MarginDash is a few line SDK integration (TypeScript, Python, or REST) that tracks model usage per customer and connects it to revenue — either through Stripe sync or by passing revenue directly in the API call. You get a per-customer P&L showing revenue, cost, and margin.
A cost simulator lets you pick any feature, swap the underlying model, and see projected savings. Models are ranked by intelligence-per-dollar using public benchmarks (MMLU-Pro, GPQA, AIME) so you can find cheaper options that aren't actually worse. Budget alerts email you before a customer or feature blows past a threshold.
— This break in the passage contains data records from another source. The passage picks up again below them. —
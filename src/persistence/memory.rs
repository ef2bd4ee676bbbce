//! In-memory record store for offline runs and tests

use async_trait::async_trait;
use chrono::{DateTime, Utc};
use rust_decimal::Decimal;
use std::collections::{BTreeMap, HashMap};
use tokio::sync::RwLock;
use uuid::Uuid;

use super::{RecordStore, SettingsSource};
use crate::domain::{
    AccountOwner, AccountRecord, AuditEntry, ConnectionSettings, DefaultSlot,
    FundOperationRecord, GroupUpsert, Login, NewConnectionSettings, SagaState, TradingGroup,
    TransferSaga,
};
use crate::error::{GatewayError, Result};

#[derive(Debug, Default)]
struct MemoryState {
    accounts: HashMap<Login, AccountRecord>,
    /// user id -> upstream IB user id
    referrers: HashMap<i64, Option<i64>>,
    groups: BTreeMap<String, TradingGroup>,
    fund_operations: Vec<FundOperationRecord>,
    audit: Vec<AuditEntry>,
    sagas: BTreeMap<Uuid, TransferSaga>,
    settings: Vec<ConnectionSettings>,
}

#[derive(Debug, Default)]
pub struct MemoryStore {
    state: RwLock<MemoryState>,
}

impl MemoryStore {
    pub fn new() -> Self {
        Self::default()
    }

    /// Register a user and the IB that referred them
    pub async fn set_referrer(&self, user_id: i64, upstream_ib_id: Option<i64>) {
        self.state
            .write()
            .await
            .referrers
            .insert(user_id, upstream_ib_id);
    }

    pub async fn fund_operations(&self) -> Vec<FundOperationRecord> {
        self.state.read().await.fund_operations.clone()
    }

    pub async fn audit_entries(&self) -> Vec<AuditEntry> {
        self.state.read().await.audit.clone()
    }

    pub async fn sagas(&self) -> Vec<TransferSaga> {
        self.state.read().await.sagas.values().cloned().collect()
    }

    pub async fn group(&self, name: &str) -> Option<TradingGroup> {
        self.state.read().await.groups.get(name).cloned()
    }
}

#[async_trait]
impl RecordStore for MemoryStore {
    async fn find_account_by_login(&self, login: Login) -> Result<Option<AccountRecord>> {
        Ok(self.state.read().await.accounts.get(&login).cloned())
    }

    async fn find_account_owner(&self, login: Login) -> Result<Option<AccountOwner>> {
        let state = self.state.read().await;
        Ok(state.accounts.get(&login).map(|account| AccountOwner {
            user_id: account.owner_user_id,
            upstream_ib_id: state
                .referrers
                .get(&account.owner_user_id)
                .copied()
                .flatten(),
        }))
    }

    async fn upsert_account(&self, record: &AccountRecord) -> Result<()> {
        self.state
            .write()
            .await
            .accounts
            .insert(record.login, record.clone());
        Ok(())
    }

    async fn mark_account_inactive(&self, login: Login) -> Result<bool> {
        let mut state = self.state.write().await;
        match state.accounts.get_mut(&login) {
            Some(account) => {
                account.active = false;
                account.updated_at = Utc::now();
                Ok(true)
            }
            None => Ok(false),
        }
    }

    async fn update_account_balance(&self, login: Login, balance: Decimal) -> Result<()> {
        let mut state = self.state.write().await;
        let account = state
            .accounts
            .get_mut(&login)
            .ok_or_else(|| GatewayError::NotFound(format!("account {login}")))?;
        account.balance = balance;
        account.updated_at = Utc::now();
        Ok(())
    }

    async fn upsert_trading_group(&self, upsert: &GroupUpsert) -> Result<()> {
        let mut state = self.state.write().await;
        state
            .groups
            .entry(upsert.name.clone())
            .and_modify(|group| {
                group.kind = upsert.kind;
                group.currency = upsert.currency.clone();
                group.active = true;
                group.last_sync_at = Some(upsert.synced_at);
            })
            .or_insert_with(|| TradingGroup {
                name: upsert.name.clone(),
                kind: upsert.kind,
                active: true,
                alias: None,
                currency: upsert.currency.clone(),
                is_default: false,
                is_demo_default: false,
                last_sync_at: Some(upsert.synced_at),
            });
        Ok(())
    }

    async fn deactivate_groups_except(
        &self,
        keep: &[String],
        synced_at: DateTime<Utc>,
    ) -> Result<u64> {
        let mut state = self.state.write().await;
        let mut deactivated = 0;
        for group in state.groups.values_mut() {
            if group.active && !keep.iter().any(|name| name == &group.name) {
                group.active = false;
                group.is_default = false;
                group.is_demo_default = false;
                group.last_sync_at = Some(synced_at);
                deactivated += 1;
            }
        }
        Ok(deactivated)
    }

    async fn list_trading_groups(&self, active_only: bool) -> Result<Vec<TradingGroup>> {
        Ok(self
            .state
            .read()
            .await
            .groups
            .values()
            .filter(|g| !active_only || g.active)
            .cloned()
            .collect())
    }

    async fn set_default_group(&self, name: &str, slot: DefaultSlot) -> Result<()> {
        let mut state = self.state.write().await;
        if !state.groups.contains_key(name) {
            return Err(GatewayError::NotFound(format!("trading group {name}")));
        }
        for group in state.groups.values_mut() {
            let on = group.name == name;
            match slot {
                DefaultSlot::Live => group.is_default = on,
                DefaultSlot::Demo => group.is_demo_default = on,
            }
        }
        Ok(())
    }

    async fn set_group_alias(&self, name: &str, alias: Option<&str>) -> Result<()> {
        let mut state = self.state.write().await;
        let group = state
            .groups
            .get_mut(name)
            .ok_or_else(|| GatewayError::NotFound(format!("trading group {name}")))?;
        group.alias = alias.map(str::to_string);
        Ok(())
    }

    async fn create_fund_operation_record(&self, record: &FundOperationRecord) -> Result<()> {
        self.state
            .write()
            .await
            .fund_operations
            .push(record.clone());
        Ok(())
    }

    async fn list_fund_operations(&self, login: Login) -> Result<Vec<FundOperationRecord>> {
        Ok(self
            .state
            .read()
            .await
            .fund_operations
            .iter()
            .filter(|r| r.login == login)
            .cloned()
            .collect())
    }

    async fn append_audit(&self, entry: &AuditEntry) -> Result<()> {
        self.state.write().await.audit.push(entry.clone());
        Ok(())
    }

    async fn create_transfer_saga(&self, saga: &TransferSaga) -> Result<()> {
        self.state
            .write()
            .await
            .sagas
            .insert(saga.id, saga.clone());
        Ok(())
    }

    async fn update_transfer_saga(
        &self,
        id: Uuid,
        state: SagaState,
        last_error: Option<&str>,
    ) -> Result<()> {
        let mut guard = self.state.write().await;
        let saga = guard
            .sagas
            .get_mut(&id)
            .ok_or_else(|| GatewayError::NotFound(format!("transfer saga {id}")))?;
        saga.state = state;
        saga.last_error = last_error.map(str::to_string);
        saga.updated_at = Utc::now();
        Ok(())
    }

    async fn pending_transfer_sagas(&self) -> Result<Vec<TransferSaga>> {
        Ok(self
            .state
            .read()
            .await
            .sagas
            .values()
            .filter(|s| !s.state.is_terminal())
            .cloned()
            .collect())
    }

    async fn insert_connection_settings(
        &self,
        new: &NewConnectionSettings,
    ) -> Result<ConnectionSettings> {
        let mut state = self.state.write().await;
        let id = state.settings.last().map(|s| s.id + 1).unwrap_or(1);
        let row = ConnectionSettings {
            id,
            server_address: new.server_address.clone(),
            login: new.login,
            secret_hash: new.secret_hash.clone(),
            secret_reversible: new.secret_reversible.clone(),
            display_name: new.display_name.clone(),
            created_at: Utc::now(),
        };
        state.settings.push(row.clone());
        Ok(row)
    }
}

#[async_trait]
impl SettingsSource for MemoryStore {
    async fn latest_settings(&self) -> Result<Option<ConnectionSettings>> {
        let state = self.state.read().await;
        Ok(state
            .settings
            .iter()
            .max_by(|a, b| a.created_at.cmp(&b.created_at).then(a.id.cmp(&b.id)))
            .cloned())
    }
}

#[cfg(test)]
mod tests {
    use super::*;
    use crate::domain::GroupKind;

    fn upsert(name: &str) -> GroupUpsert {
        GroupUpsert {
            name: name.to_string(),
            kind: GroupKind::Live,
            currency: None,
            synced_at: Utc::now(),
        }
    }

    #[tokio::test]
    async fn default_flag_moves_between_groups() {
        let store = MemoryStore::new();
        for name in ["a", "b", "c"] {
            store.upsert_trading_group(&upsert(name)).await.unwrap();
        }

        store.set_default_group("a", DefaultSlot::Live).await.unwrap();
        store.set_default_group("b", DefaultSlot::Live).await.unwrap();
        store.set_default_group("c", DefaultSlot::Demo).await.unwrap();

        let groups = store.list_trading_groups(false).await.unwrap();
        let defaults: Vec<_> = groups.iter().filter(|g| g.is_default).map(|g| g.name.as_str()).collect();
        assert_eq!(defaults, vec!["b"]);
        let demo: Vec<_> = groups.iter().filter(|g| g.is_demo_default).map(|g| g.name.as_str()).collect();
        assert_eq!(demo, vec!["c"]);
    }

    #[tokio::test]
    async fn unknown_group_cannot_become_default() {
        let store = MemoryStore::new();
        let err = store.set_default_group("ghost", DefaultSlot::Live).await.unwrap_err();
        assert!(matches!(err, GatewayError::NotFound(_)));
    }

    #[tokio::test]
    async fn latest_settings_is_newest_row() {
        let store = MemoryStore::new();
        assert!(store.latest_settings().await.unwrap().is_none());
        for address in ["first:443", "second:443"] {
            store
                .insert_connection_settings(&NewConnectionSettings {
                    server_address: address.to_string(),
                    login: 1,
                    secret_hash: String::new(),
                    secret_reversible: String::new(),
                    display_name: String::new(),
                })
                .await
                .unwrap();
        }
        let latest = store.latest_settings().await.unwrap().unwrap();
        assert_eq!(latest.server_address, "second:443");
        assert_eq!(latest.id, 2);
    }

    #[tokio::test]
    async fn owner_lookup_includes_referrer() {
        let store = MemoryStore::new();
        store
            .upsert_account(&AccountRecord {
                login: 500,
                owner_user_id: 9,
                balance: Decimal::ZERO,
                group_name: None,
                active: true,
                updated_at: Utc::now(),
            })
            .await
            .unwrap();
        store.set_referrer(9, Some(3)).await;

        let owner = store.find_account_owner(500).await.unwrap().unwrap();
        assert_eq!(owner.user_id, 9);
        assert_eq!(owner.upstream_ib_id, Some(3));
        assert!(store.find_account_owner(501).await.unwrap().is_none());
    }
}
The pricing database covers 100+ models across OpenAI, Anthropic, Google, AWS Bedrock, Azure, and Groq with daily updates — so cost calculations stay accurate without you maintaining a spreadsheet. The SDK only sends model name, token counts, and customer ID. No prompts, no responses.
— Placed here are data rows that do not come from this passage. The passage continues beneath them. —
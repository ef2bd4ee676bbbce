use anyhow::{bail, Context};
use clap::Parser;
use std::sync::Arc;
use tokio::signal;
use tokio::sync::watch;
use tracing::{error, info, warn};
use tracing_subscriber::EnvFilter;

use tradegate::adapters::{start_api_server, PostgresStore};
use tradegate::api::ApiTokens;
use tradegate::cli::{Cli, Commands};
use tradegate::commission::LoggingLedger;
use tradegate::config::{AppConfig, LoggingConfig, SecretsConfig};
use tradegate::persistence::{MemoryStore, RecordStore, SettingsSource};
use tradegate::secrets::{hash_secret, SecretCipher, SecretString};
use tradegate::services::RotateSettings;
use tradegate::venue::{SimulatedVenue, VenueConnector};
use tradegate::{Components, Dependencies};

const DEFAULT_FILTER: &str = "info,tradegate=debug,sqlx=warn";

#[tokio::main]
async fn main() -> anyhow::Result<()> {
    let cli = Cli::parse();

    match cli.command {
        Commands::GenKey => println!("{}", SecretCipher::generate_key()),
        Commands::HashSecret { iterations } => {
            let iterations = iterations.unwrap_or(SecretsConfig::default().hash_iterations);
            let secret = prompt_secret("Password to hash: ")?;
            println!("{}", hash_secret(&secret, iterations));
        }
        command => run_with_gateway(&cli.config, command).await?,
    }
    Ok(())
}

async fn run_with_gateway(config_dir: &str, command: Commands) -> anyhow::Result<()> {
    let config = AppConfig::load_from(config_dir)
        .with_context(|| format!("loading configuration from {config_dir}"))?;
    if let Err(errors) = config.validate() {
        for e in &errors {
            eprintln!("config: {e}");
        }
        bail!("invalid configuration ({} problems)", errors.len());
    }
    init_logging(&config.logging);

    let components = Components::assemble(&config, build_dependencies(&config).await?);

    match command {
        Commands::Serve { port } => {
            run_serve(&config, &components, port.unwrap_or(config.api.port)).await?;
        }
        Commands::SyncGroups => {
            let report = components.groups.sync_report().await?;
            println!("{}", serde_json::to_string_pretty(&report)?);
        }
        Commands::Rotate {
            address,
            login,
            name,
        } => {
            let secret = prompt_secret("Venue manager password: ")?;
            let row = components
                .rotator
                .rotate(RotateSettings {
                    server_address: address,
                    login,
                    secret,
                    display_name: name.unwrap_or_default(),
                })
                .await?;
            println!(
                "Stored settings #{} for {} ({})",
                row.id, row.server_address, row.display_name
            );
        }
        Commands::Balance { login } => {
            let summary = components.gateway.account_summary(login).await?;
            if !summary.found {
                warn!("Account {} not found on the venue", login);
            }
            println!("{}", serde_json::to_string_pretty(&summary)?);
        }
        Commands::GenKey | Commands::HashSecret { .. } => {}
    }

    // drop the venue session before the runtime goes away
    components.connections.invalidate_async().await?;
    Ok(())
}

fn init_logging(config: &LoggingConfig) {
    let filter = EnvFilter::try_from_default_env().unwrap_or_else(|_| {
        if config.level.eq_ignore_ascii_case("info") {
            EnvFilter::new(DEFAULT_FILTER)
        } else {
            EnvFilter::new(format!("{},sqlx=warn", config.level))
        }
    });

    let builder = tracing_subscriber::fmt()
        .with_env_filter(filter)
        .with_target(true)
        .with_thread_ids(false)
        .with_file(false)
        .with_line_number(false);

    if config.json {
        builder.json().init();
    } else {
        builder.init();
    }
}

fn prompt_secret(prompt: &str) -> anyhow::Result<SecretString> {
    let raw = rpassword::prompt_password(prompt).context("reading password")?;
    let secret = SecretString::from(raw);
    if secret.is_empty() {
        bail!("password must not be empty");
    }
    Ok(secret)
}

async fn build_dependencies(config: &AppConfig) -> anyhow::Result<Dependencies> {
    let store: Arc<dyn RecordStore>;
    let settings: Arc<dyn SettingsSource>;
    let mut database = None;
    if config.database.is_in_memory() {
        warn!("Using the in-memory store; nothing survives a restart");
        let memory = Arc::new(MemoryStore::new());
        store = memory.clone();
        settings = memory;
    } else {
        let postgres = Arc::new(
            PostgresStore::new(&config.database.url, config.database.max_connections)
                .await
                .context("connecting to PostgreSQL")?,
        );
        postgres.migrate().await.context("running migrations")?;
        store = postgres.clone();
        settings = postgres.clone();
        database = Some(postgres);
    }

    let connector: Arc<dyn VenueConnector> = if config.venue.simulated {
        warn!("Venue calls go to the in-process simulated venue");
        Arc::new(SimulatedVenue::with_demo_data().connector())
    } else {
        bail!("no venue connector is linked into this build; set venue.simulated = true");
    };

    let cipher = SecretCipher::from_env(&config.secrets.master_key_env).with_context(|| {
        format!(
            "loading the settings master key from ${}",
            config.secrets.master_key_env
        )
    })?;

    Ok(Dependencies {
        store,
        settings,
        database,
        connector,
        cipher: Arc::new(cipher),
        ledger: Arc::new(LoggingLedger),
    })
}

async fn run_serve(config: &AppConfig, components: &Components, port: u16) -> anyhow::Result<()> {
    let tokens = ApiTokens::from_env(&config.api);
    if tokens.admin.is_none() {
        warn!(
            "${} is not set; admin endpoints will refuse every request",
            config.api.admin_token_env
        );
    }
    if tokens.webhook.is_none() {
        warn!(
            "${} is not set; the commission webhook will refuse every request",
            config.api.webhook_token_env
        );
    }

    let (shutdown_tx, shutdown_rx) = watch::channel(false);

    let sync_task = match components.group_sync_service(config) {
        Some(service) => {
            let rx = shutdown_rx.clone();
            Some(tokio::spawn(async move { service.run(rx).await }))
        }
        None => {
            info!("Periodic group sync disabled");
            None
        }
    };

    let server_shutdown = {
        let tx = shutdown_tx.clone();
        async move {
            shutdown_signal().await;
            info!("Shutdown signal received");
            let _ = tx.send(true);
        }
    };

    let state = components.app_state(tokens);
    let served = start_api_server(state, port, server_shutdown).await;
    if let Err(e) = &served {
        error!("API server failed: {}", e);
    }

    let _ = shutdown_tx.send(true);
    if let Some(task) = sync_task {
        if let Err(e) = task.await {
            warn!("Group sync task ended abnormally: {}", e);
        }
    }

    served?;
    Ok(())
}

async fn shutdown_signal() {
    let ctrl_c = async {
        if let Err(e) = signal::ctrl_c().await {
            error!("Failed to install Ctrl+C handler: {}", e);
        }
    };

    #[cfg(unix)]
    let terminate = async {
        match signal::unix::signal(signal::unix::SignalKind::terminate()) {
            Ok(mut stream) => {
                stream.recv().await;
            }
            Err(e) => error!("Failed to install SIGTERM handler: {}", e),
        }
    };

    #[cfg(not(unix))]
    let terminate = std::future::pending::<()>();

    tokio::select! {
        _ = ctrl_c => {},
        _ = terminate => {},
    }
}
Solo founder, built the whole thing for $239.72 in AI costs (wrote about that too). Currently free while I get feedback — would love to hear what you think, especially about the cost simulator.
gdhaliwal23•55m ago
The hardest part was the cost simulator. Comparing price-per-million-tokens across models is misleading — different models burn different amounts of tokens for the same task. So we normalize token counts to estimate what a swap would actually look like. When we recommend an alternative, we filter out anything that drops more than 10% on any benchmark or can't handle your context window size. Still improving this.
The SDK never sees your prompts or responses — just model name, token counts, and a customer ID. Limitations: simulator recommends from six vendors only, no custom/fine-tuned models, USD only.
Stack is Rails and Postgres. Happy to answer anything.